Flash forward to December, 1987. Newly restored to God, and newly married, I watched the monitor intently as the ultra-sound traced my wife’s stomach, finally revealing a three-week old head, arms and hands, right where they were supposed to be (it was supposedly medically impossible for her to become pregnant). At once my heart soared while my mind plunged to its depths and pleaded, “My God, forgive me!”

Jump forward another decade or so and I was reading a StarTribune columnist (no longer with the paper) who also happened to be a pastor from the same denomination in which I grew up, relating how she was advising a member of her flock to have an abortion. I remember the writer described herself as someone “in the trenches” where there were no “hard and fast” rules when a woman’s life is concerned. Rather than anger, I felt a piercing sadness for her and for those under her care. It occured to me then that there’s a difference between a trench and a pit, and how important it is to know which one you’re standing in.

The unpleasant truth is that there are hard and fast rules for every situation, whether we choose to follow them or not. The struggle comes in trying to figure out a reason in our heads why the rules we know in our hearts don’t apply to us. Doing so, however, leads not to peace but to other, more desperate, situations that also have hard and fast rules — and even harder choices.

More painfully, I saw my former self in that columnist and realized that I didn’t have to ask how someone could be so deceived because I already knew. And then I had to ask the logical, but oh-so-difficult question: “God, what is the lie that I’m still believing?
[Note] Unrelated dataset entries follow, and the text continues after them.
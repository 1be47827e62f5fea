use crate::BillboardError;
use chrono::{DateTime, Local};
use image::{ImageFormat, RgbImage};
use std::fs::OpenOptions;
use std::io::{self, BufWriter, Write};
use std::path::{Path, PathBuf};
use std::time::{Duration, SystemTime};

/// Every file the store writes starts with this
pub const FILE_PREFIX: &str = "billboard_";

/// How long generated images are kept by default
pub const DEFAULT_RETENTION: Duration = Duration::from_secs(60 * 60);

/// A generated image that was written to an [OutputStore]
#[derive(Debug, Clone, PartialEq, Eq)]
pub struct StoredImage {
    pub filename: String,
    pub path: PathBuf,
}

/// A directory of generated billboard PNGs, named by creation time and pruned
/// after a retention period
#[derive(Debug, Clone)]
pub struct OutputStore {
    pub dir: PathBuf,
    pub retention: Duration,
}

impl OutputStore {
    pub fn new<P: AsRef<Path>>(dir: P, retention: Duration) -> OutputStore {
        OutputStore {
            dir: dir.as_ref().to_owned(),
            retention,
        }
    }

    /// A store in the system temporary directory with the default retention
    pub fn in_temp_dir() -> OutputStore {
        OutputStore::new(std::env::temp_dir(), DEFAULT_RETENTION)
    }

    /// File name for an image created at `when`, e.g. `billboard_20240704_120000.png`
    pub fn filename_for(when: DateTime<Local>) -> String {
        format!("{FILE_PREFIX}{}.png", when.format("%Y%m%d_%H%M%S"))
    }

    /// Writes `image` as a PNG named after the current time. Several images made
    /// within the same second, from any thread or process, get `_1`, `_2`, ...
    /// suffixes instead of overwriting each other
    pub fn save(&self, image: &RgbImage) -> Result<StoredImage, BillboardError> {
        std::fs::create_dir_all(&self.dir)?;

        let base = Self::filename_for(Local::now());
        let stem = base.trim_end_matches(".png").to_string();
        let mut filename = base;
        let mut n = 0usize;
        let (path, file) = loop {
            let path = self.dir.join(&filename);
            match OpenOptions::new().write(true).create_new(true).open(&path) {
                Ok(file) => break (path, file),
                Err(e) if e.kind() == io::ErrorKind::AlreadyExists => {
                    n += 1;
                    filename = format!("{stem}_{n}.png");
                }
                Err(e) => return Err(e.into()),
            }
        };

        let mut writer = BufWriter::new(file);
        let written = image
            .write_to(&mut writer, ImageFormat::Png)
            .map_err(BillboardError::from)
            .and_then(|()| writer.flush().map_err(BillboardError::from));
        if let Err(e) = written {
            let _ = std::fs::remove_file(&path);
            return Err(e);
        }
        tracing::info!(path = %path.display(), "saved billboard");

        Ok(StoredImage { filename, path })
    }

    /// Path of a previously saved image. Only plain file names produced by this
    /// store are accepted, so requests can't reach outside the directory
    pub fn path_of(&self, filename: &str) -> Result<PathBuf, BillboardError> {
        let plain = !filename.is_empty()
            && filename.starts_with(FILE_PREFIX)
            && !filename.contains(['/', '\\'])
            && !filename.contains("..");
        if !plain {
            return Err(BillboardError::OutputNotFound(filename.to_string()));
        }

        let path = self.dir.join(filename);
        if path.is_file() {
            Ok(path)
        } else {
            Err(BillboardError::OutputNotFound(filename.to_string()))
        }
    }

    /// Removes store files whose modification time is older than the retention
    /// period. Files that can't be inspected or removed are left alone, and a
    /// directory that doesn't exist yet has nothing to remove. Returns how many
    /// files were removed
    pub fn cleanup_expired(&self) -> Result<usize, BillboardError> {
        self.cleanup_older_than(SystemTime::now(), self.retention)
    }

    fn cleanup_older_than(&self, now: SystemTime, max_age: Duration) -> Result<usize, BillboardError> {
        let mut removed = 0usize;

        let entries = match std::fs::read_dir(&self.dir) {
            Ok(entries) => entries,
            Err(e) if e.kind() == io::ErrorKind::NotFound => return Ok(0),
            Err(e) => return Err(e.into()),
        };
        for entry in entries {
            let Ok(entry) = entry else { continue };
            let name = entry.file_name();
            if !name.to_string_lossy().starts_with(FILE_PREFIX) {
                continue;
            }

            let Ok(modified) = entry.metadata().and_then(|m| m.modified()) else {
                continue;
            };
            let age = now.duration_since(modified).unwrap_or_default();
            if age > max_age && std::fs::remove_file(entry.path()).is_ok() {
                removed += 1;
            }
        }

        if removed > 0 {
            tracing::info!(removed, dir = %self.dir.display(), "cleaned up expired billboards");
        }
        Ok(removed)
    }
}
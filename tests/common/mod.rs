use billboard::image::{Rgb, RgbImage};
use billboard::layout::TextMeasure;
use billboard::{Colour, Px, TextRender};
use imageproc::drawing::draw_filled_rect_mut;
use imageproc::rect::Rect;

/// A stand-in font that draws every character as a solid block, so layout and
/// compositing can be checked pixel by pixel without shipping a font file.
/// Spaces advance the pen but paint nothing.
pub struct BlockFont {
    pub size: Px,
}

impl BlockFont {
    pub fn new(size: f32) -> BlockFont {
        BlockFont { size: Px(size) }
    }

    pub fn advance(&self) -> f32 {
        (self.size.0 * 0.6).round()
    }
}

impl TextMeasure for BlockFont {
    fn text_width(&self, text: &str) -> Px {
        Px(text.chars().count() as f32 * self.advance())
    }
}

impl TextRender for BlockFont {
    fn draw_text(&self, canvas: &mut RgbImage, origin: (i32, i32), text: &str, colour: Colour) {
        let advance = self.advance() as i32;
        let (w, h) = ((advance - 2).max(1) as u32, self.size.0.max(1.0) as u32);
        for (i, ch) in text.chars().enumerate() {
            if ch == ' ' {
                continue;
            }
            let rect = Rect::at(origin.0 + i as i32 * advance + 1, origin.1).of_size(w, h);
            draw_filled_rect_mut(canvas, rect, colour.into());
        }
    }
}

/// A background with some structure, so accidental copies or shifts show up
pub fn gradient(width: u32, height: u32) -> RgbImage {
    RgbImage::from_fn(width, height, |x, y| {
        Rgb([(x % 256) as u8, (y % 256) as u8, ((x + y) % 97) as u8])
    })
}

/// Bounding box (min x, min y, max x, max y) of pixels equal to `colour`
pub fn ink_bounds(canvas: &RgbImage, colour: Colour) -> Option<(u32, u32, u32, u32)> {
    let target: Rgb<u8> = colour.into();
    canvas
        .enumerate_pixels()
        .filter(|(_, _, p)| **p == target)
        .fold(None, |acc, (x, y, _)| match acc {
            None => Some((x, y, x, y)),
            Some((x0, y0, x1, y1)) => Some((x0.min(x), y0.min(y), x1.max(x), y1.max(y))),
        })
}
Where is it that I still let my head decide the way things really are as opposed to what’s in my heart and in your word?” I know the answers are there waiting, if I really dare to look.

In the final sifting of heart (what we believe) and mind (what we think), it’s not what we think that is going to matter.

Update:

Psycmeistr has succinct take on the Miers situation and the sentiment that conservatives must be loyal to the Party and the decisions of the leader:

Since the beginning of the Miers nomination debacle, we have been hearing from the “the elite Republican Priesthood” that our CIC, the head of our party, has made a decision, and that we need to be good little foot soldiers and fall in line. To that, I politely say BUNK!
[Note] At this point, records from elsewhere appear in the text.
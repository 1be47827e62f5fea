use crate::background::BackgroundCache;
use crate::colour::{colours, Colour};
use crate::font::Font;
use crate::layout::{
    clamp_font_size, plan_lines, wrap_text, BandFractions, BlankLines, LayoutBand, LineHeight,
    RenderPlan, Rounding, TextMeasure, MAX_FONT_SIZE,
};
use crate::render::{render, Shadow, TextRender, TextStyle};
use crate::units::Px;
use crate::BillboardError;
use image::RgbImage;
use serde::{Deserialize, Serialize};

/// Messages longer than this many characters are cut short before layout
pub const MAX_MESSAGE_LENGTH: usize = 200;

/// Text shown when a caller doesn't supply a message
pub const DEFAULT_MESSAGE: &str = "WELCOME TO OREGON";

/// Everything about how a message is placed and painted on a billboard
#[derive(Debug, Clone, Copy, PartialEq, Serialize, Deserialize)]
#[serde(default)]
pub struct BillboardOptions {
    /// Em size of the text, in pixels
    pub font_size: Px,
    pub text_colour: Colour,
    /// Share of the canvas width a line may occupy before wrapping
    pub width_fraction: f32,
    /// Vertical region for the text; the whole canvas height when `None`
    pub band: Option<BandFractions>,
    pub line_height: LineHeight,
    pub blank_lines: BlankLines,
    pub shadow: Option<Shadow>,
    pub rounding: Rounding,
}

impl BillboardOptions {
    /// Text confined to the painted panel of the billboard, with line spacing
    /// tightened to keep long messages inside it and blank lines kept
    pub fn banded() -> BillboardOptions {
        BillboardOptions {
            font_size: Px(50.0),
            text_colour: colours::WHITE,
            width_fraction: 0.7,
            band: Some(BandFractions::BILLBOARD),
            line_height: LineHeight::ShrinkToBand,
            blank_lines: BlankLines::Preserve,
            shadow: None,
            rounding: Rounding::Floor,
        }
    }

    /// Text centred on the whole image at fixed spacing, blank lines dropped, with
    /// a black drop shadow
    pub fn classic() -> BillboardOptions {
        BillboardOptions {
            band: None,
            line_height: LineHeight::Fixed,
            blank_lines: BlankLines::Collapse,
            shadow: Some(Shadow::default()),
            ..BillboardOptions::banded()
        }
    }

    /// Rejects options that can't describe a drawable layout, including font sizes
    /// above [MAX_FONT_SIZE]. Small or negative font sizes are not rejected; they
    /// are raised to [crate::layout::MIN_FONT_SIZE]
    pub fn validate(&self) -> Result<(), BillboardError> {
        if !self.font_size.is_finite() || self.font_size > MAX_FONT_SIZE {
            return Err(BillboardError::InvalidLayoutParameters(format!(
                "font size must be at most {MAX_FONT_SIZE}, got {}",
                self.font_size
            )));
        }
        if !self.width_fraction.is_finite() || self.width_fraction <= 0.0 {
            return Err(BillboardError::InvalidLayoutParameters(format!(
                "width fraction must be positive, got {}",
                self.width_fraction
            )));
        }
        if let Some(band) = &self.band {
            band.validate()?;
        }
        Ok(())
    }

    /// The text band on a canvas `height` pixels tall
    pub fn band_for(&self, height: u32) -> Result<LayoutBand, BillboardError> {
        match &self.band {
            Some(fractions) => fractions.resolve(height),
            None => Ok(LayoutBand::full(height)),
        }
    }

    /// Widest a line may be on a canvas `width` pixels wide, in whole pixels
    pub fn max_text_width(&self, width: u32) -> Px {
        Px((width as f32 * self.width_fraction).floor())
    }

    pub fn style(&self) -> TextStyle {
        TextStyle {
            fill: self.text_colour,
            shadow: self.shadow,
            rounding: self.rounding,
        }
    }

    /// Font size with the minimum applied
    pub fn effective_font_size(&self) -> Px {
        let size = clamp_font_size(self.font_size);
        if size != self.font_size {
            tracing::debug!(requested = %self.font_size, used = %size, "clamped font size");
        }
        size
    }
}

impl Default for BillboardOptions {
    fn default() -> Self {
        BillboardOptions::banded()
    }
}

/// Cuts `message` down to at most `max_chars` characters
pub fn truncate_message(message: &str, max_chars: usize) -> &str {
    match message.char_indices().nth(max_chars) {
        Some((end, _)) => &message[..end],
        None => message,
    }
}

/// Uppercases `message`, wraps it to the options' text width, lays it out in the
/// options' band and paints it onto `canvas`.
///
/// `font` must measure and draw at [BillboardOptions::effective_font_size]; the size
/// in `options` only drives line spacing here. [compose] takes care of that pairing
/// for a real [Font].
pub fn compose_with<F>(
    canvas: &mut RgbImage,
    message: &str,
    font: &F,
    options: &BillboardOptions,
) -> Result<RenderPlan, BillboardError>
where
    F: TextMeasure + TextRender + ?Sized,
{
    options.validate()?;
    let font_size = options.effective_font_size();
    compose_validated(canvas, message, font, options, font_size)
}

/// The body of [compose_with] once `options` are validated and `font_size` is
/// the clamped size `font` works at
fn compose_validated<F>(
    canvas: &mut RgbImage,
    message: &str,
    font: &F,
    options: &BillboardOptions,
    font_size: Px,
) -> Result<RenderPlan, BillboardError>
where
    F: TextMeasure + TextRender + ?Sized,
{
    let (width, height) = canvas.dimensions();
    let band = options.band_for(height)?;

    let message = message.to_uppercase();
    let lines = wrap_text(
        &message,
        font,
        options.max_text_width(width),
        options.blank_lines,
    );
    let plan = plan_lines(
        lines,
        font,
        width,
        band,
        font_size,
        options.line_height,
    );
    render(canvas, &plan, font, &options.style());

    Ok(plan)
}

/// Composites `message` onto `canvas` using `font` at the options' font size.
/// The canvas is modified in place; pass a copy if the original must survive
#[tracing::instrument(level = "debug", skip(canvas, font, options), fields(chars = message.chars().count()))]
pub fn compose(
    canvas: &mut RgbImage,
    message: &str,
    font: &Font,
    options: &BillboardOptions,
) -> Result<RenderPlan, BillboardError> {
    options.validate()?;
    let font_size = options.effective_font_size();
    compose_validated(canvas, message, &font.sized(font_size), options, font_size)
}

/// A background, a font, and options: everything needed to turn messages into
/// finished billboard images. Safe to share between threads; each call works on
/// its own copy of the background.
#[derive(Debug)]
pub struct Billboard {
    pub background: BackgroundCache,
    pub font: Font,
    pub options: BillboardOptions,
}

impl Billboard {
    pub fn new(background: BackgroundCache, font: Font, options: BillboardOptions) -> Billboard {
        Billboard {
            background,
            font,
            options,
        }
    }

    /// Renders `message` (truncated to [MAX_MESSAGE_LENGTH] characters) onto a
    /// fresh copy of the background
    pub fn generate(&self, message: &str) -> Result<RgbImage, BillboardError> {
        self.generate_with(message, &self.options)
    }

    /// Like [Billboard::generate], with options overriding the stored ones
    pub fn generate_with(
        &self,
        message: &str,
        options: &BillboardOptions,
    ) -> Result<RgbImage, BillboardError> {
        let message = truncate_message(message, MAX_MESSAGE_LENGTH);
        let mut canvas = self.background.canvas();
        let plan = compose(&mut canvas, message, &self.font, options)?;
        tracing::debug!(lines = plan.len(), "generated billboard");
        Ok(canvas)
    }
}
…Folks, we live in the United States of America, under a government “by the People, of the People, and for the People”, not “by the Party, of the Party, and for the Party.” Ours is a bottom-up government, not top-down, and the rule is by the consent of the governed.

Further, while I would like Roe v. Wade overturned – and Ms. Miers may share my personal belief – the decision in this arena must be overturned because it is bad law and outside the intent of the Constitution, not because it is perceived to be immoral. That is why a constitutional originalist interpretation is more important than an evangelical one on the Supreme Court. If it comes down to the personal beliefs of whoever is on the court at any given time, then the judges become no more than bizarrely dressed politicians themselves.

3 thoughts on “It’s not what you think

  1. Exactly. Our minds put in overtime obfuscating inconvenient truth. This may well be the reason why some of the smartest people espouse beliefs which are so terribly wrong.

  2. Like the holocaust, and like slavery, history will show the practice of abortion to be another of the sorry episodes of man’s inhumanity to man.

    Like the holocaust, and like slavery, history will also not shine brightly on the United States after RvW; and like the holocaust and like slavery, history will look upon this generation and ask, “How could they let this happen?”